## Exercise details:
In the data below, find the line that contains "pub use errors::KafkaIngestError;" and the line that contains "let desired = config.initial_offsets(&partitions);". Copy both, plus every line between them, exactly.

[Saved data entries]
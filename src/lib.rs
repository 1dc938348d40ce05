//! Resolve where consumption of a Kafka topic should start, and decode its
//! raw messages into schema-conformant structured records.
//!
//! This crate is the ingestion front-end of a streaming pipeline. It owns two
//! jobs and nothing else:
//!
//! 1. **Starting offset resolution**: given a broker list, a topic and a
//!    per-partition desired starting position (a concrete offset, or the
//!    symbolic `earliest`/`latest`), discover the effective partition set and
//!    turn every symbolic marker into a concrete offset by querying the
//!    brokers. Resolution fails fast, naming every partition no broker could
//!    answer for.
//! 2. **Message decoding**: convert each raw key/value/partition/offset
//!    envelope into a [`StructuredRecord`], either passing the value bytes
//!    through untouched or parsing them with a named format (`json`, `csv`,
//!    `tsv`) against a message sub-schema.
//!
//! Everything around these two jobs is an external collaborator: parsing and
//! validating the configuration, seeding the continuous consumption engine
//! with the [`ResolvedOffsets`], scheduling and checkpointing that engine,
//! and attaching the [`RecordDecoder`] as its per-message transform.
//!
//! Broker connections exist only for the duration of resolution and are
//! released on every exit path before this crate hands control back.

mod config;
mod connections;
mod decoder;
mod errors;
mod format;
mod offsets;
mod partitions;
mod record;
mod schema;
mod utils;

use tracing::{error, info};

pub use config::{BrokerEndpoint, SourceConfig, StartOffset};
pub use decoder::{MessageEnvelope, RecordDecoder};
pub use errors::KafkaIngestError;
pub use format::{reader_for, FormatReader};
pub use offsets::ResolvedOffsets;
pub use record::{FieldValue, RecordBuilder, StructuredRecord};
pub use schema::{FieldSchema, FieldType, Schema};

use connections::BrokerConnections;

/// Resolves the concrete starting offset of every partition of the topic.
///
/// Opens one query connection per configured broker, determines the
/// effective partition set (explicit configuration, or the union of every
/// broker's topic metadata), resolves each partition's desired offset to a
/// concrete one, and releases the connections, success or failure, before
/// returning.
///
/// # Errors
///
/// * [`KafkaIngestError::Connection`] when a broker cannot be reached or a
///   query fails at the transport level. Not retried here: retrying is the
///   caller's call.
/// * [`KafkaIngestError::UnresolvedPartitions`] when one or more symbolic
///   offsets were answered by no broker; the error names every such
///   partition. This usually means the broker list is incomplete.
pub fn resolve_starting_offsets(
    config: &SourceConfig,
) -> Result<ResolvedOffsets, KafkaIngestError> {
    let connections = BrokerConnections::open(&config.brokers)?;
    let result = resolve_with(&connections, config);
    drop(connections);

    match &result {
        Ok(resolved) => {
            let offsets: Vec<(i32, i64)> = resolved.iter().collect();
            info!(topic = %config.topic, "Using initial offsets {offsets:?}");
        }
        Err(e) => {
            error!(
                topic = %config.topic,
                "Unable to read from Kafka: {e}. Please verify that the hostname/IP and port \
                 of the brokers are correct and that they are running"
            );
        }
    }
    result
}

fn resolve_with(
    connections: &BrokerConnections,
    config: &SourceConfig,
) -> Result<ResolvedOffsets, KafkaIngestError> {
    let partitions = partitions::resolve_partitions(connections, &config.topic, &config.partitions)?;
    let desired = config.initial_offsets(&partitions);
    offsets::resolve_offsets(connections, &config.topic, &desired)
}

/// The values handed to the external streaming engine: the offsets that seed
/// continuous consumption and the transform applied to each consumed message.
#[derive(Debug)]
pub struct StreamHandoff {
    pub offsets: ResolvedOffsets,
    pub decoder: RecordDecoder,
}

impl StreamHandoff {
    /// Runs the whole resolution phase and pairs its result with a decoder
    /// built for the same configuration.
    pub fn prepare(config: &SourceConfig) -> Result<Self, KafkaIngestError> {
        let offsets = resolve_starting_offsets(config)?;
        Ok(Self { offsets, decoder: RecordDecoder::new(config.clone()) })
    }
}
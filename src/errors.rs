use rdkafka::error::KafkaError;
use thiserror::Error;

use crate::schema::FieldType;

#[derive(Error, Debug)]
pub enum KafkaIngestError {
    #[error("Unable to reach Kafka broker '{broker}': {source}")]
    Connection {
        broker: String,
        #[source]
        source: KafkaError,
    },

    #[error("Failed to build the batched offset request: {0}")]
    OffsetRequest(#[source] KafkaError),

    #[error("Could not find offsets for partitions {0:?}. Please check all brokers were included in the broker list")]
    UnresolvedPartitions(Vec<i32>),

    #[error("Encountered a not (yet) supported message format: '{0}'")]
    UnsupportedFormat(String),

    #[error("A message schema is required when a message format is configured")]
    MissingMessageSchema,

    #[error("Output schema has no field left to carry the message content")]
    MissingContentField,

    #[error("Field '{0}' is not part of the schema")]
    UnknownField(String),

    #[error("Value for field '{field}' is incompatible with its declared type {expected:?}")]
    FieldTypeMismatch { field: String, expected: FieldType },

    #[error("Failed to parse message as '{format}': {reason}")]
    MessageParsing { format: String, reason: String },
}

## Answer space:
pub use errors::KafkaIngestError;
pub use format::{reader_for, FormatReader};
pub use offsets::ResolvedOffsets;
pub use record::{FieldValue, RecordBuilder, StructuredRecord};
pub use schema::{FieldSchema, FieldType, Schema};

use connections::BrokerConnections;

/// Resolves the concrete starting offset of every partition of the topic.
///
/// Opens one query connection per configured broker, determines the
/// effective partition set (explicit configuration, or the union of every
/// broker's topic metadata), resolves each partition's desired offset to a
/// concrete one, and releases the connections, success or failure, before
/// returning.
///
/// # Errors
///
/// * [`KafkaIngestError::Connection`] when a broker cannot be reached or a
///   query fails at the transport level. Not retried here: retrying is the
///   caller's call.
/// * [`KafkaIngestError::UnresolvedPartitions`] when one or more symbolic
///   offsets were answered by no broker; the error names every such
///   partition. This usually means the broker list is incomplete.
pub fn resolve_starting_offsets(
    config: &SourceConfig,
) -> Result<ResolvedOffsets, KafkaIngestError> {
    let connections = BrokerConnections::open(&config.brokers)?;
    let result = resolve_with(&connections, config);
    drop(connections);

    match &result {
        Ok(resolved) => {
            let offsets: Vec<(i32, i64)> = resolved.iter().collect();
            info!(topic = %config.topic, "Using initial offsets {offsets:?}");
        }
        Err(e) => {
            error!(
                topic = %config.topic,
                "Unable to read from Kafka: {e}. Please verify that the hostname/IP and port \
                 of the brokers are correct and that they are running"
            );
        }
    }
    result
}

fn resolve_with(
    connections: &BrokerConnections,
    config: &SourceConfig,
) -> Result<ResolvedOffsets, KafkaIngestError> {
    let partitions = partitions::resolve_partitions(connections, &config.topic, &config.partitions)?;
    let desired = config.initial_offsets(&partitions);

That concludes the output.